Regulation of cell-matrix adhesion strength by cytoskeleton re-organization

Upon spreading on an extracellular matrix (ECM), fibroblast cells may create discrete focal adhesion complexes, which intimately connect cytoskeleton actin to the ECM via specialized adhesion molecules and the cell receptor integrin. However, a quantitative relation between this cytoskeleton re-organization and the overall cell-matrix adhesion strength has not been established. Using analytical immuno-fluorescence confocal microscopy and atomic force spectroscopy, we systematically measured the time-dependent density, spatial distribution, molecular composition, and local strength of focal adhesions in Swiss3T3 fibroblasts for various cell-matrix contact times. These parameters were directly compared to the time-dependent extent of spreading and overall adhesion strength of cells to substrates coated with a wide concentration range of the ECM protein fibronectin (FN).

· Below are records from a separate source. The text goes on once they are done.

use crossterm::style::{Attribute, Color, ResetColor, SetAttribute, SetForegroundColor};
use std::fmt::Write;

#[derive(Debug, Clone, Copy, PartialEq)]
pub enum LogLevel {
    Success,
    Error,
    #[allow(dead_code)]
    Info,
    #[allow(dead_code)]
    Warning,
}

#[derive(Debug, Clone)]
pub struct Logger;

impl Logger {
    pub fn new() -> Self {
        Logger
    }

    pub fn log_message(&self, level: LogLevel, message: &str) {
        println!("{} {} {}", self.tool_signature(), self.format_status(level), message);
    }

    fn tool_signature(&self) -> String {
        let mut s = String::new();

        write!(&mut s, "{}", SetForegroundColor(Color::Grey)).unwrap();
        s.push('[');

        write!(
            &mut s,
            "{}",
            SetForegroundColor(Color::Rgb {
                r: 255,
                g: 167,
                b: 38,
            })
        )
        .unwrap();
        write!(&mut s, "{}", SetAttribute(Attribute::Bold)).unwrap();
        s.push_str("verbump");
        write!(&mut s, "{}", SetAttribute(Attribute::Reset)).unwrap();

        write!(&mut s, "{}", SetForegroundColor(Color::Grey)).unwrap();
        s.push(']');
        write!(&mut s, "{}", ResetColor).unwrap();

        s
    }

    fn format_status(&self, level: LogLevel) -> String {
        let mut s = String::new();

        let color = match level {
            LogLevel::Success => Color::Rgb {
                r: 76,
                g: 175,
                b: 80,
            },
            LogLevel::Error => Color::Rgb {
                r: 244,
                g: 67,
                b: 54,
            },
            LogLevel::Info => Color::Rgb {
                r: 33,
                g: 150,
                b: 243,
            },
            LogLevel::Warning => Color::Rgb {
                r: 255,
                g: 152,
                b: 0,
            },
        };

        let status = match level {
            LogLevel::Success => "SUCCESS",
            LogLevel::Error => "ERROR",
            LogLevel::Info => "INFO",
            LogLevel::Warning => "WARNING",
        };

        s.push('[');
        write!(&mut s, "{}", SetForegroundColor(color)).unwrap();
        write!(&mut s, "{}", SetAttribute(Attribute::Bold)).unwrap();
        s.push_str(status);
        write!(&mut s, "{}", SetAttribute(Attribute::Reset)).unwrap();
        s.push(']');
        write!(&mut s, "{}", ResetColor).unwrap();

        s
    }
}
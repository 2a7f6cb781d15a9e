//! Rendering of credential headers from token payloads

use std::{borrow::Cow, collections::BTreeMap};

use once_cell::sync::Lazy;
use regex::{Captures, Regex};
use serde_json::Value;

/// Concrete credential headers, keyed by header name
pub type AuthHeaders = BTreeMap<String, String>;

static PLACEHOLDER: Lazy<Regex> =
    Lazy::new(|| Regex::new(r"\{\{\s*([^{}]*?)\s*\}\}").expect("placeholder pattern is valid"));

/// Renders header templates such as `Bearer {{ token }}` against a context
///
/// Placeholders name a value in the context, optionally as a dotted path
/// (`{{ user.id }}`). Placeholders that do not resolve render as an empty
/// string.
#[derive(Clone, Debug, Default)]
pub struct HeaderFormatter {
    templates: BTreeMap<String, String>,
}

impl HeaderFormatter {
    /// Constructs a formatter from header templates
    pub fn new(templates: BTreeMap<String, String>) -> Self {
        Self { templates }
    }

    /// Renders every template against `context`
    pub fn format(&self, context: &Value) -> AuthHeaders {
        self.templates
            .iter()
            .map(|(name, template)| (name.clone(), render(template, context)))
            .collect()
    }
}

/// Renders a single template against `context`
pub fn render(template: &str, context: &Value) -> String {
    PLACEHOLDER
        .replace_all(template, |caps: &Captures| {
            lookup(context, &caps[1])
                .map(stringify)
                .unwrap_or_default()
        })
        .into_owned()
}

fn lookup<'a>(context: &'a Value, path: &str) -> Option<&'a Value> {
    if path.is_empty() {
        return None;
    }

    path.split('.').try_fold(context, |value, segment| match value {
        Value::Object(map) => map.get(segment),
        Value::Array(items) => segment.parse::<usize>().ok().and_then(|i| items.get(i)),
        _ => None,
    })
}

fn stringify(value: &Value) -> Cow<'_, str> {
    match value {
        Value::Null => Cow::Borrowed(""),
        Value::String(s) => Cow::Borrowed(s),
        other => Cow::Owned(other.to_string()),
    }
}

#[cfg(test)]
mod tests {
    use serde_json::json;

    use super::*;

    fn bearer() -> HeaderFormatter {
        let mut templates = BTreeMap::new();
        templates.insert("Authorization".to_owned(), "Bearer {{ token }}".to_owned());
        HeaderFormatter::new(templates)
    }

    #[test]
    fn renders_the_default_bearer_template() {
        let headers = bearer().format(&json!({ "token": "abc" }));
        assert_eq!(headers.get("Authorization").map(String::as_str), Some("Bearer abc"));
        assert_eq!(headers.len(), 1);
    }

    #[test]
    fn unknown_placeholders_render_empty() {
        assert_eq!(render("Bearer {{ missing }}", &json!({ "token": "abc" })), "Bearer ");
        assert_eq!(render("{{}}x", &json!({})), "x");
    }

    #[test]
    fn whitespace_inside_braces_is_optional() {
        let context = json!({ "token": "abc" });
        assert_eq!(render("{{token}}|{{   token   }}", &context), "abc|abc");
    }

    #[test]
    fn dotted_paths_walk_nested_values() {
        let context = json!({ "user": { "id": 42, "roles": ["admin", "dev"] } });
        assert_eq!(render("{{ user.id }}", &context), "42");
        assert_eq!(render("{{ user.roles.1 }}", &context), "dev");
        assert_eq!(render("{{ user.roles }}", &context), r#"["admin","dev"]"#);
    }

    #[test]
    fn scalars_render_as_json_text_and_null_as_empty() {
        let context = json!({ "flag": true, "ratio": 1.5, "nothing": null });
        assert_eq!(render("{{ flag }}/{{ ratio }}/{{ nothing }}", &context), "true/1.5/");
    }

    #[test]
    fn unterminated_placeholders_are_left_alone() {
        assert_eq!(render("Bearer {{ token", &json!({ "token": "abc" })), "Bearer {{ token");
    }

    #[test]
    fn every_template_is_rendered() {
        let mut templates = BTreeMap::new();
        templates.insert("access-token".to_owned(), "{{ token }}".to_owned());
        templates.insert("client".to_owned(), "{{ client }}".to_owned());
        templates.insert("token-type".to_owned(), "Bearer".to_owned());

        let headers = HeaderFormatter::new(templates).format(&json!({ "token": "t", "client": "c" }));

        assert_eq!(headers.get("access-token").map(String::as_str), Some("t"));
        assert_eq!(headers.get("client").map(String::as_str), Some("c"));
        assert_eq!(headers.get("token-type").map(String::as_str), Some("Bearer"));
    }
}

We found that at short cell-matrix contact times, for which few vinculin-containing focal adhesions were present, the overall cell-matrix was regulated by FN concentration. For long contact times, however, cell-matrix adhesion strength was high but independent of FN concentration, which instead dramatically increased the number of focal adhesions. Morphometric measurements showed that the extent of cell spreading increased with FN concentration at short contact time and was instead high and constant at long contact time. Together with complementary data on cells that do not express fibronectin, these results question the conventional wisdom that the presence of focal adhesions correlates with firm cell adhesion.